** MATERIAL TO PROCESS follows **

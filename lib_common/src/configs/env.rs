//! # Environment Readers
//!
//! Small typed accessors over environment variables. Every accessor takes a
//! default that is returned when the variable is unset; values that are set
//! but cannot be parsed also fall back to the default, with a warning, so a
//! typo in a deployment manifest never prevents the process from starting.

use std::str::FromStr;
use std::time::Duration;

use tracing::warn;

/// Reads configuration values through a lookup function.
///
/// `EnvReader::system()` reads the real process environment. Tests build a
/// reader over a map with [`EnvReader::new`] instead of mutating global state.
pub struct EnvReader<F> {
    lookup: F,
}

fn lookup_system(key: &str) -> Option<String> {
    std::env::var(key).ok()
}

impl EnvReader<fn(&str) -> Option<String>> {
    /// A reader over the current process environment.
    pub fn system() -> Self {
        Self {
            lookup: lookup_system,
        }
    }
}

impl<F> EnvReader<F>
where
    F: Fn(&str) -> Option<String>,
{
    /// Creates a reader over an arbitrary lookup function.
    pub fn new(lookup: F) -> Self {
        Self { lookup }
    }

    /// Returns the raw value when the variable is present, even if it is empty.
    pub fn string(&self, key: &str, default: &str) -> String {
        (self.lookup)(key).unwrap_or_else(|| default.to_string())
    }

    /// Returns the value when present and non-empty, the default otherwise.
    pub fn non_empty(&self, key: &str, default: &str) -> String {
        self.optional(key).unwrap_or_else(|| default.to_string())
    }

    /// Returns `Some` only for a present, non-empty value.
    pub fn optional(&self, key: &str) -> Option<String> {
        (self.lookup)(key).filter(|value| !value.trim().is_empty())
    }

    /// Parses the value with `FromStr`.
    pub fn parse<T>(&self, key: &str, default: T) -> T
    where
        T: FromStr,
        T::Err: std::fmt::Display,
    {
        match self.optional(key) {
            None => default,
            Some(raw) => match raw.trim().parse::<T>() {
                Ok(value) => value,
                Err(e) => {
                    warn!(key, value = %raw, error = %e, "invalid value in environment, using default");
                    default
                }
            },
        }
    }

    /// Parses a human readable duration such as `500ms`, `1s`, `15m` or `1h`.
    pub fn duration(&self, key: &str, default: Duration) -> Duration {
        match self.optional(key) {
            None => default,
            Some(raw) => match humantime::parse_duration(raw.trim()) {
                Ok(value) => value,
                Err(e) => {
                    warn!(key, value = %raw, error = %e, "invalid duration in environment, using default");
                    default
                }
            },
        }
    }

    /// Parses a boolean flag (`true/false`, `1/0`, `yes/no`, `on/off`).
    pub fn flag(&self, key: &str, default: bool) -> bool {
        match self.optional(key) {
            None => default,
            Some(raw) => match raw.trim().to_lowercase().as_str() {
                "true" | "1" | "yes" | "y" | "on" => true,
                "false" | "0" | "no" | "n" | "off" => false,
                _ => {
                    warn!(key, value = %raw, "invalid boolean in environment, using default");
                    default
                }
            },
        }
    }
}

** End of MATERIAL TO PROCESS **

AIM OF THE TASK: Reproduce every record, making sure each one stays exactly the same.

TASK RESULT:
filename lib_common/src/configs/env.rs
//! # Environment Readers
//!
//! Small typed accessors over environment variables. Every accessor takes a
//! default that is returned when the variable is unset; values that are set
//! but cannot be parsed also fall back to the default, with a warning, so a
//! typo in a deployment manifest never prevents the process from starting.

use std::str::FromStr;
use std::time::Duration;

use tracing::warn;

/// Reads configuration values through a lookup function.
///
/// `EnvReader::system()` reads the real process environment. Tests build a
/// reader over a map with [`EnvReader::new`] instead of mutating global state.
pub struct EnvReader<F> {
    lookup: F,
}

fn lookup_system(key: &str) -> Option<String> {
    std::env::var(key).ok()
}

impl EnvReader<fn(&str) -> Option<String>> {
    /// A reader over the current process environment.
    pub fn system() -> Self {
        Self {
            lookup: lookup_system,
        }
    }
}

impl<F> EnvReader<F>
where
    F: Fn(&str) -> Option<String>,
{
    /// Creates a reader over an arbitrary lookup function.
    pub fn new(lookup: F) -> Self {
        Self { lookup }
    }

    /// Returns the raw value when the variable is present, even if it is empty.
    pub fn string(&self, key: &str, default: &str) -> String {
        (self.lookup)(key).unwrap_or_else(|| default.to_string())
    }

    /// Returns the value when present and non-empty, the default otherwise.
    pub fn non_empty(&self, key: &str, default: &str) -> String {
        self.optional(key).unwrap_or_else(|| default.to_string())
    }

    /// Returns `Some` only for a present, non-empty value.
    pub fn optional(&self, key: &str) -> Option<String> {
        (self.lookup)(key).filter(|value| !value.trim().is_empty())
    }

    /// Parses the value with `FromStr`.
    pub fn parse<T>(&self, key: &str, default: T) -> T
    where
        T: FromStr,
        T::Err: std::fmt::Display,
    {
        match self.optional(key) {
            None => default,
            Some(raw) => match raw.trim().parse::<T>() {
                Ok(value) => value,
                Err(e) => {
                    warn!(key, value = %raw, error = %e, "invalid value in environment, using default");
                    default
                }
            },
        }
    }

    /// Parses a human readable duration such as `500ms`, `1s`, `15m` or `1h`.
    pub fn duration(&self, key: &str, default: Duration) -> Duration {
        match self.optional(key) {
            None => default,
            Some(raw) => match humantime::parse_duration(raw.trim()) {
                Ok(value) => value,
                Err(e) => {
                    warn!(key, value = %raw, error = %e, "invalid duration in environment, using default");
                    default
                }
            },
        }
    }

    /// Parses a boolean flag (`true/false`, `1/0`, `yes/no`, `on/off`).
    pub fn flag(&self, key: &str, default: bool) -> bool {
        match self.optional(key) {
            None => default,
            Some(raw) => match raw.trim().to_lowercase().as_str() {
                "true" | "1" | "yes" | "y" | "on" => true,
                "false" | "0" | "no" | "n" | "off" => false,
                _ => {
                    warn!(key, value = %raw, "invalid boolean in environment, using default");
                    default
                }
            },
        }
    }
}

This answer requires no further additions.